The simplest means of storing connectivity information is by means of tables in which, for each atom, a list of indices of other atoms to which it is connected is stored. This approach is quite general; it may serve any type of molecular structure and permits structures to be traversed in a variety of ways. In this form, however, it is extravagant on storage because every connection is stored twice, once at each of the nodes it connects. It may, however, provide the starting material for the algorithm of Section 3.3.1.5.2 and its generality may justify its expense.

From such a list, lists of bonds, bond angles and dihedral angles may readily be derived in which each entry points to two, three or four atoms in the atom list. Lists of these three types form the basis of procedures which adjust the shape of a molecule to reduce its estimated potential energy (Levitt & Lifson, 1969; Levitt, 1974), and of search-and-retrieval techniques (Allen et al., 1979).

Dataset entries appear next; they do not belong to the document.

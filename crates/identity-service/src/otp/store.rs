//! Short-lived key-value storage for one-time codes.
//!
//! # Key Patterns
//!
//! - `otp:{role_tag}:{contact}` - issued code (JSON, expires with the code TTL)
//! - `registration:{role_tag}:{contact}` - pending registration marker (JSON,
//!   expires with the saga TTL)
//!
//! `MultiplexedConnection` is cheap to clone and safe to use concurrently, so
//! every operation clones it instead of locking.

use crate::errors::IdentityError;
use async_trait::async_trait;
use redis::aio::MultiplexedConnection;
use redis::{AsyncCommands, Client};
use std::time::Duration;
use tracing::{error, instrument};

#[async_trait]
pub trait OtpStore: Send + Sync {
    /// Store `value` under `key`, replacing any previous value, expiring
    /// after `ttl`.
    async fn set_with_expiry(
        &self,
        key: &str,
        value: &str,
        ttl: Duration,
    ) -> Result<(), IdentityError>;

    async fn get(&self, key: &str) -> Result<Option<String>, IdentityError>;

    async fn delete(&self, key: &str) -> Result<(), IdentityError>;
}

/// Redis-backed store.
#[derive(Clone)]
pub struct RedisOtpStore {
    connection: MultiplexedConnection,
}

impl RedisOtpStore {
    /// Connect to Redis.
    ///
    /// # Errors
    ///
    /// Returns `IdentityError::Store` if the URL is invalid or the server is
    /// unreachable.
    pub async fn connect(redis_url: &str) -> Result<Self, IdentityError> {
        let client = Client::open(redis_url).map_err(|e| {
            // The URL may embed a password; log only the error.
            error!(target: "identity.otp.store", error = %e, "Failed to open Redis client");
            IdentityError::Store(format!("Failed to open Redis client: {e}"))
        })?;

        let connection = client
            .get_multiplexed_async_connection()
            .await
            .map_err(|e| {
                error!(target: "identity.otp.store", error = %e, "Failed to connect to Redis");
                IdentityError::Store(format!("Failed to connect to Redis: {e}"))
            })?;

        Ok(Self { connection })
    }
}

#[async_trait]
impl OtpStore for RedisOtpStore {
    #[instrument(skip_all)]
    async fn set_with_expiry(
        &self,
        key: &str,
        value: &str,
        ttl: Duration,
    ) -> Result<(), IdentityError> {
        let mut conn = self.connection.clone();
        let seconds = ttl.as_secs().max(1);
        let _: () = conn.set_ex(key, value, seconds).await.map_err(|e| {
            error!(target: "identity.otp.store", error = %e, "SET EX failed");
            IdentityError::Store(format!("Failed to store value: {e}"))
        })?;
        Ok(())
    }

    #[instrument(skip_all)]
    async fn get(&self, key: &str) -> Result<Option<String>, IdentityError> {
        let mut conn = self.connection.clone();
        let value: Option<String> = conn.get(key).await.map_err(|e| {
            error!(target: "identity.otp.store", error = %e, "GET failed");
            IdentityError::Store(format!("Failed to read value: {e}"))
        })?;
        Ok(value)
    }

    #[instrument(skip_all)]
    async fn delete(&self, key: &str) -> Result<(), IdentityError> {
        let mut conn = self.connection.clone();
        let _: () = conn.del(key).await.map_err(|e| {
            error!(target: "identity.otp.store", error = %e, "DEL failed");
            IdentityError::Store(format!("Failed to delete value: {e}"))
        })?;
        Ok(())
    }
}

pub mod mock {
    use super::*;
    use std::collections::HashMap;
    use std::sync::atomic::{AtomicBool, Ordering};
    use tokio::sync::Mutex;
    use tokio::time::Instant;

    /// In-memory store with expiry measured on the tokio clock, so tests can
    /// move time with `tokio::time::advance`.
    #[derive(Default)]
    pub struct InMemoryOtpStore {
        entries: Mutex<HashMap<String, (String, Instant)>>,
        unavailable: AtomicBool,
    }

    impl InMemoryOtpStore {
        pub fn new() -> Self {
            Self::default()
        }

        /// Make every subsequent call fail, as if the store were down.
        pub fn set_unavailable(&self, unavailable: bool) {
            self.unavailable.store(unavailable, Ordering::SeqCst);
        }

        /// Live value under `key`, bypassing the failure switch.
        pub async fn peek(&self, key: &str) -> Option<String> {
            let entries = self.entries.lock().await;
            entries
                .get(key)
                .filter(|(_, expires_at)| Instant::now() < *expires_at)
                .map(|(value, _)| value.clone())
        }

        fn check_available(&self) -> Result<(), IdentityError> {
            if self.unavailable.load(Ordering::SeqCst) {
                return Err(IdentityError::Store("Mock store unavailable".to_string()));
            }
            Ok(())
        }
    }

    #[async_trait]
    impl OtpStore for InMemoryOtpStore {
        async fn set_with_expiry(
            &self,
            key: &str,
            value: &str,
            ttl: Duration,
        ) -> Result<(), IdentityError> {
            self.check_available()?;
            self.entries
                .lock()
                .await
                .insert(key.to_string(), (value.to_string(), Instant::now() + ttl));
            Ok(())
        }

        async fn get(&self, key: &str) -> Result<Option<String>, IdentityError> {
            self.check_available()?;
            let mut entries = self.entries.lock().await;
            let expired = entries
                .get(key)
                .is_some_and(|(_, expires_at)| Instant::now() >= *expires_at);
            if expired {
                entries.remove(key);
            }
            Ok(entries.get(key).map(|(value, _)| value.clone()))
        }

        async fn delete(&self, key: &str) -> Result<(), IdentityError> {
            self.check_available()?;
            self.entries.lock().await.remove(key);
            Ok(())
        }
    }

}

Katz & Levinthal (1972) discuss the explicit specification of structural connectivity in terms of a tree structure in which, for each atom, is stored a single pointer to the connected atom nearer to the root, virtual atoms being used to allow ring structures to be treated as trees. An algorithm is also presented which allows such a tree specification to be redetermined if an atom in the tree is newly chosen as the root atom or if the tree itself is modified.

Cohen et al. (1981) have developed methods of handling connectivity in complicated fused- and bridged-ring systems.